**Try it**. For each line of the data that includes the word "text", copy the line.

[Opening Supplied records section]

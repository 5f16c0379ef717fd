//! Dynamic loading of configured plugins.
//!
//! Per entry: refuse relative paths, dlopen the library, resolve the
//! initializer, run it against the host API, then check that it really put a
//! current-ABI table into its slot. A failed entry has its registrations
//! rolled back and is quarantined so that detection reports why the format is
//! unavailable.

use std::fs;
use std::path::{Path, PathBuf};
use std::sync::Mutex;

use libloading::{Library, Symbol};
use once_cell::sync::Lazy;
use serde::Serialize;
use tracing::{debug, info, warn};

use nep_abi::{NcError, PluginInitFn, Slot, UdfSlot, NEP_DISPATCH_VERSION};
use nep_core::host::run_initializer;
use nep_core::{QuarantineReason, Registry};

use crate::errors::{PluginError, Result};
use crate::paths::rc_search_path;
use crate::rc::{Diagnostic, PluginConfig, PluginEntry};

/// Libraries stay mapped for the life of the process: their tables may be
/// bound to live sessions.
static RETAINED: Lazy<Mutex<Vec<Library>>> = Lazy::new(|| Mutex::new(Vec::new()));

fn retain(lib: Library) {
    RETAINED.lock().expect("plugin list poisoned").push(lib);
}

/// Number of libraries loaded so far in this process.
pub fn retained_libraries() -> usize {
    RETAINED.lock().expect("plugin list poisoned").len()
}

#[derive(Debug, Clone, Serialize)]
pub struct FailedPlugin {
    pub slot: UdfSlot,
    pub library: PathBuf,
    pub reason: String,
}

#[derive(Debug, Clone, Default, Serialize)]
pub struct LoadReport {
    pub loaded: Vec<UdfSlot>,
    pub skipped: Vec<Diagnostic>,
    pub failed: Vec<FailedPlugin>,
}

impl LoadReport {
    pub fn is_clean(&self) -> bool {
        self.skipped.is_empty() && self.failed.is_empty()
    }
}

/// Read rc files in order. Missing files are not an error; unreadable ones
/// become diagnostics.
pub fn read_config(paths: &[PathBuf]) -> PluginConfig {
    let mut config = PluginConfig::new();
    for path in paths {
        match fs::read_to_string(path) {
            Ok(text) => {
                debug!(path = %path.display(), "reading rc file");
                config.add_text(&text, &path.display().to_string());
            }
            Err(e) if e.kind() == std::io::ErrorKind::NotFound => {}
            Err(e) => {
                warn!(path = %path.display(), error = %e, "rc file unreadable");
                config.push_diagnostic(Diagnostic {
                    source: path.display().to_string(),
                    message: format!("unreadable: {e}"),
                });
            }
        }
    }
    config
}

/// dlopen `entry.library` and resolve its initializer. The library is
/// retained for the rest of the process.
pub fn resolve_initializer(entry: &PluginEntry) -> Result<PluginInitFn> {
    let path: &Path = &entry.library;
    if !path.is_absolute() {
        return Err(PluginError::RelativePath {
            slot: entry.slot,
            path: path.to_path_buf(),
        });
    }

    let lib = unsafe { Library::new(path) }.map_err(|source| PluginError::Library {
        slot: entry.slot,
        path: path.to_path_buf(),
        source,
    })?;

    let init: PluginInitFn = {
        let sym: Symbol<PluginInitFn> =
            unsafe { lib.get(entry.init.as_bytes()) }.map_err(|source| PluginError::Symbol {
                slot: entry.slot,
                symbol: entry.init.clone(),
                path: path.to_path_buf(),
                source,
            })?;
        *sym
    };

    // The initializer may register tables even if it later fails.
    retain(lib);
    Ok(init)
}

/// Load one entry from its shared library.
pub fn load_entry(registry: &mut Registry, entry: &PluginEntry) -> Result<()> {
    let init = resolve_initializer(entry)?;
    unsafe { activate(registry, entry, init) }
}

/// Run `init` for `entry` and verify the result. This is the post-dlopen half
/// of [`load_entry`], usable with initializers linked into the process.
///
/// # Safety
/// `init` must follow the [`PluginInitFn`] contract.
///
/// On failure every user slot is put back as it was before `init` ran, so
/// nothing the initializer registered stays routable.
pub unsafe fn activate(registry: &mut Registry, entry: &PluginEntry, init: PluginInitFn) -> Result<()> {
    let snapshot = registry.snapshot_users();
    let result = unsafe { run_and_verify(registry, entry, init) };
    if let Err(e) = &result {
        debug!(slot = %entry.slot, error = %e, "rolling back plugin registrations");
        registry.restore_users(snapshot);
    }
    result
}

unsafe fn run_and_verify(registry: &mut Registry, entry: &PluginEntry, init: PluginInitFn) -> Result<()> {
    let slot = Slot::User(entry.slot);
    let before = registry.revision_of(slot);

    unsafe { run_initializer(registry, init) }.map_err(|error| PluginError::Init {
        slot: entry.slot,
        symbol: entry.init.clone(),
        error,
    })?;

    let desc = match registry.lookup(slot) {
        Ok(d) if Some(d.revision) != before => d,
        _ => {
            return Err(PluginError::NotRegistered {
                slot: entry.slot,
                symbol: entry.init.clone(),
            })
        }
    };
    if !desc.table.is_current() {
        return Err(PluginError::Init {
            slot: entry.slot,
            symbol: entry.init.clone(),
            error: NcError::AbiMismatch {
                expected: NEP_DISPATCH_VERSION,
                found: desc.table.version,
            },
        });
    }

    let (table, caps, own_magic) = (desc.table, desc.caps, desc.magic.clone());

    match (own_magic.as_deref(), entry.magic.as_deref()) {
        (None, Some(configured)) => {
            registry
                .register(slot, table, Some(configured), caps)
                .map_err(|error| PluginError::Init {
                    slot: entry.slot,
                    symbol: entry.init.clone(),
                    error,
                })?;
        }
        (Some(own), Some(configured)) if own != configured => {
            warn!(
                slot = %entry.slot,
                plugin = ?own,
                configured = ?configured,
                "configured magic differs from the plugin's; keeping the plugin's"
            );
        }
        _ => {}
    }

    info!(slot = %entry.slot, library = %entry.library.display(), "plugin loaded");
    Ok(())
}

/// Load every complete entry in `config`. Failures are quarantined and
/// reported; they never abort the remaining entries.
pub fn load_all(registry: &mut Registry, config: &PluginConfig) -> LoadReport {
    unsafe { load_all_with(registry, config, resolve_initializer) }
}

/// [`load_all`] with a custom initializer lookup in place of dlopen.
///
/// # Safety
/// Every initializer `resolve` returns must follow the [`PluginInitFn`]
/// contract.
pub unsafe fn load_all_with(
    registry: &mut Registry,
    config: &PluginConfig,
    mut resolve: impl FnMut(&PluginEntry) -> Result<PluginInitFn>,
) -> LoadReport {
    let (entries, skipped) = config.entries();
    let mut report = LoadReport {
        skipped,
        ..LoadReport::default()
    };

    for entry in &entries {
        let result = resolve(entry).and_then(|init| unsafe { activate(registry, entry, init) });
        match result {
            Ok(()) => report.loaded.push(entry.slot),
            Err(e) => {
                quarantine(registry, entry, &e);
                report.failed.push(FailedPlugin {
                    slot: entry.slot,
                    library: entry.library.clone(),
                    reason: e.to_string(),
                });
            }
        }
    }
    report
}

/// Read the rc search path and load what it configures.
pub fn autoload(registry: &mut Registry) -> LoadReport {
    let paths = rc_search_path();
    if paths.is_empty() {
        debug!("rc files disabled");
    }
    load_all(registry, &read_config(&paths))
}

/// Record `err` against `entry.slot` so detection can report it.
pub fn quarantine(registry: &mut Registry, entry: &PluginEntry, err: &PluginError) {
    warn!(slot = %entry.slot, error = %err, "plugin quarantined");
    let reason = QuarantineReason::from_error(&err.to_nc_error());
    registry.quarantine(entry.slot, entry.magic.clone(), reason);
}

[Closing Supplied records section]

**Output for this exercise**.
            Ok(text) => {
                config.add_text(&text, &path.display().to_string());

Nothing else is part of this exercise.